> **WHAT YOU ARE ASKED TO DO**: The records follow. Copy each one exactly.

> **ENTRIES SUPPLIED**:
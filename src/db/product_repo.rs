use std::collections::HashMap;

use sqlx::PgPool;

use crate::errors::AppError;
use crate::models::product::ProductRow;
use crate::models::{Category, Product};
use crate::query::Pagination;

/// Get a product by id. Missing products are a `NotFound` error.
pub async fn get_product_by_id(pool: &PgPool, product_id: i64) -> Result<Product, AppError> {
    let row = sqlx::query_as::<_, ProductRow>("SELECT * FROM products WHERE id = $1")
        .bind(product_id)
        .fetch_optional(pool)
        .await?
        .ok_or_else(|| AppError::NotFound(format!("product {product_id} not found")))?;

    let mut products = with_categories(pool, vec![row]).await?;
    products
        .pop()
        .ok_or_else(|| AppError::NotFound(format!("product {product_id} not found")))
}

/// Get every product whose id is in `ids`. Unknown ids are skipped.
pub async fn get_products_by_ids(pool: &PgPool, ids: &[i64]) -> anyhow::Result<Vec<Product>> {
    if ids.is_empty() {
        return Ok(Vec::new());
    }

    let rows = sqlx::query_as::<_, ProductRow>(
        "SELECT * FROM products WHERE id = ANY($1) ORDER BY id",
    )
    .bind(ids)
    .fetch_all(pool)
    .await?;

    with_categories(pool, rows).await
}

/// One page of products in a category.
pub async fn get_products_by_category(
    pool: &PgPool,
    category_id: i64,
    page: i64,
    size: i64,
) -> Result<Vec<Product>, AppError> {
    let pagination = Pagination::from_page(page, size)?;

    let rows = sqlx::query_as::<_, ProductRow>(
        "SELECT * FROM products WHERE category_id = $1 ORDER BY id LIMIT $2 OFFSET $3",
    )
    .bind(category_id)
    .bind(pagination.limit)
    .bind(pagination.offset)
    .fetch_all(pool)
    .await?;

    Ok(with_categories(pool, rows).await?)
}

/// Case-insensitive title/author search. Both filters are optional; with
/// neither set this pages through every product.
pub async fn search_products(
    pool: &PgPool,
    keyword: Option<&str>,
    category_id: Option<i64>,
    page: i64,
    size: i64,
) -> Result<Vec<Product>, AppError> {
    let pagination = Pagination::from_page(page, size)?;
    let pattern = keyword
        .map(str::trim)
        .filter(|k| !k.is_empty())
        .map(|k| format!("%{}%", escape_like(k)));

    let rows = sqlx::query_as::<_, ProductRow>(
        r#"
        SELECT * FROM products
        WHERE ($1::TEXT IS NULL OR title ILIKE $1 OR author ILIKE $1)
          AND ($2::BIGINT IS NULL OR category_id = $2)
        ORDER BY id
        LIMIT $3 OFFSET $4
        "#,
    )
    .bind(pattern)
    .bind(category_id)
    .bind(pagination.limit)
    .bind(pagination.offset)
    .fetch_all(pool)
    .await?;

    Ok(with_categories(pool, rows).await?)
}

/// Resolve categories for a page of product rows with one lookup.
async fn with_categories(pool: &PgPool, rows: Vec<ProductRow>) -> anyhow::Result<Vec<Product>> {
    let mut category_ids: Vec<i64> = rows.iter().filter_map(|r| r.category_id).collect();
    category_ids.sort_unstable();
    category_ids.dedup();

    let categories: HashMap<i64, Category> = if category_ids.is_empty() {
        HashMap::new()
    } else {
        sqlx::query_as::<_, Category>("SELECT id, name, parent_id FROM categories WHERE id = ANY($1)")
            .bind(&category_ids)
            .fetch_all(pool)
            .await?
            .into_iter()
            .map(|c| (c.id, c))
            .collect()
    };

    Ok(compose(rows, &categories))
}

fn compose(rows: Vec<ProductRow>, categories: &HashMap<i64, Category>) -> Vec<Product> {
    rows.into_iter()
        .map(|row| {
            let category = row.category_id.and_then(|id| categories.get(&id).cloned());
            row.into_product(category)
        })
        .collect()
}

fn escape_like(s: &str) -> String {
    s.replace('\\', "\\\\").replace('%', "\\%").replace('_', "\\_")
}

> **ANSWER BELOW**:
filename src/db/product_repo.rs
use std::collections::HashMap;

use sqlx::PgPool;

use crate::errors::AppError;
use crate::models::product::ProductRow;
use crate::models::{Category, Product};
use crate::query::Pagination;

/// Get a product by id. Missing products are a `NotFound` error.
pub async fn get_product_by_id(pool: &PgPool, product_id: i64) -> Result<Product, AppError> {
    let row = sqlx::query_as::<_, ProductRow>("SELECT * FROM products WHERE id = $1")
        .bind(product_id)
        .fetch_optional(pool)
        .await?
        .ok_or_else(|| AppError::NotFound(format!("product {product_id} not found")))?;

    let mut products = with_categories(pool, vec![row]).await?;
    products
        .pop()
        .ok_or_else(|| AppError::NotFound(format!("product {product_id} not found")))
}

/// Get every product whose id is in `ids`. Unknown ids are skipped.
pub async fn get_products_by_ids(pool: &PgPool, ids: &[i64]) -> anyhow::Result<Vec<Product>> {
    if ids.is_empty() {
        return Ok(Vec::new());
    }

    let rows = sqlx::query_as::<_, ProductRow>(
        "SELECT * FROM products WHERE id = ANY($1) ORDER BY id",
    )
    .bind(ids)
    .fetch_all(pool)
    .await?;

    with_categories(pool, rows).await
}

/// One page of products in a category.
pub async fn get_products_by_category(
    pool: &PgPool,
    category_id: i64,
    page: i64,
    size: i64,
) -> Result<Vec<Product>, AppError> {
    let pagination = Pagination::from_page(page, size)?;

    let rows = sqlx::query_as::<_, ProductRow>(
        "SELECT * FROM products WHERE category_id = $1 ORDER BY id LIMIT $2 OFFSET $3",
    )
    .bind(category_id)
    .bind(pagination.limit)
    .bind(pagination.offset)
    .fetch_all(pool)
    .await?;

    Ok(with_categories(pool, rows).await?)
}

/// Case-insensitive title/author search. Both filters are optional; with
/// neither set this pages through every product.
pub async fn search_products(
    pool: &PgPool,
    keyword: Option<&str>,
    category_id: Option<i64>,
    page: i64,
    size: i64,
) -> Result<Vec<Product>, AppError> {
    let pagination = Pagination::from_page(page, size)?;
    let pattern = keyword
        .map(str::trim)
        .filter(|k| !k.is_empty())
        .map(|k| format!("%{}%", escape_like(k)));

    let rows = sqlx::query_as::<_, ProductRow>(
        r#"
        SELECT * FROM products
        WHERE ($1::TEXT IS NULL OR title ILIKE $1 OR author ILIKE $1)
          AND ($2::BIGINT IS NULL OR category_id = $2)
        ORDER BY id
        LIMIT $3 OFFSET $4
        "#,
    )
    .bind(pattern)
    .bind(category_id)
    .bind(pagination.limit)
    .bind(pagination.offset)
    .fetch_all(pool)
    .await?;

    Ok(with_categories(pool, rows).await?)
}

/// Resolve categories for a page of product rows with one lookup.
async fn with_categories(pool: &PgPool, rows: Vec<ProductRow>) -> anyhow::Result<Vec<Product>> {
    let mut category_ids: Vec<i64> = rows.iter().filter_map(|r| r.category_id).collect();
    category_ids.sort_unstable();
    category_ids.dedup();

    let categories: HashMap<i64, Category> = if category_ids.is_empty() {
        HashMap::new()
    } else {
        sqlx::query_as::<_, Category>("SELECT id, name, parent_id FROM categories WHERE id = ANY($1)")
            .bind(&category_ids)
            .fetch_all(pool)
            .await?
            .into_iter()
            .map(|c| (c.id, c))
            .collect()
    };

    Ok(compose(rows, &categories))
}

fn compose(rows: Vec<ProductRow>, categories: &HashMap<i64, Category>) -> Vec<Product> {
    rows.into_iter()
        .map(|row| {
            let category = row.category_id.and_then(|id| categories.get(&id).cloned());
            row.into_product(category)
        })
        .collect()
}

fn escape_like(s: &str) -> String {
    s.replace('\\', "\\\\").replace('%', "\\%").replace('_', "\\_")
}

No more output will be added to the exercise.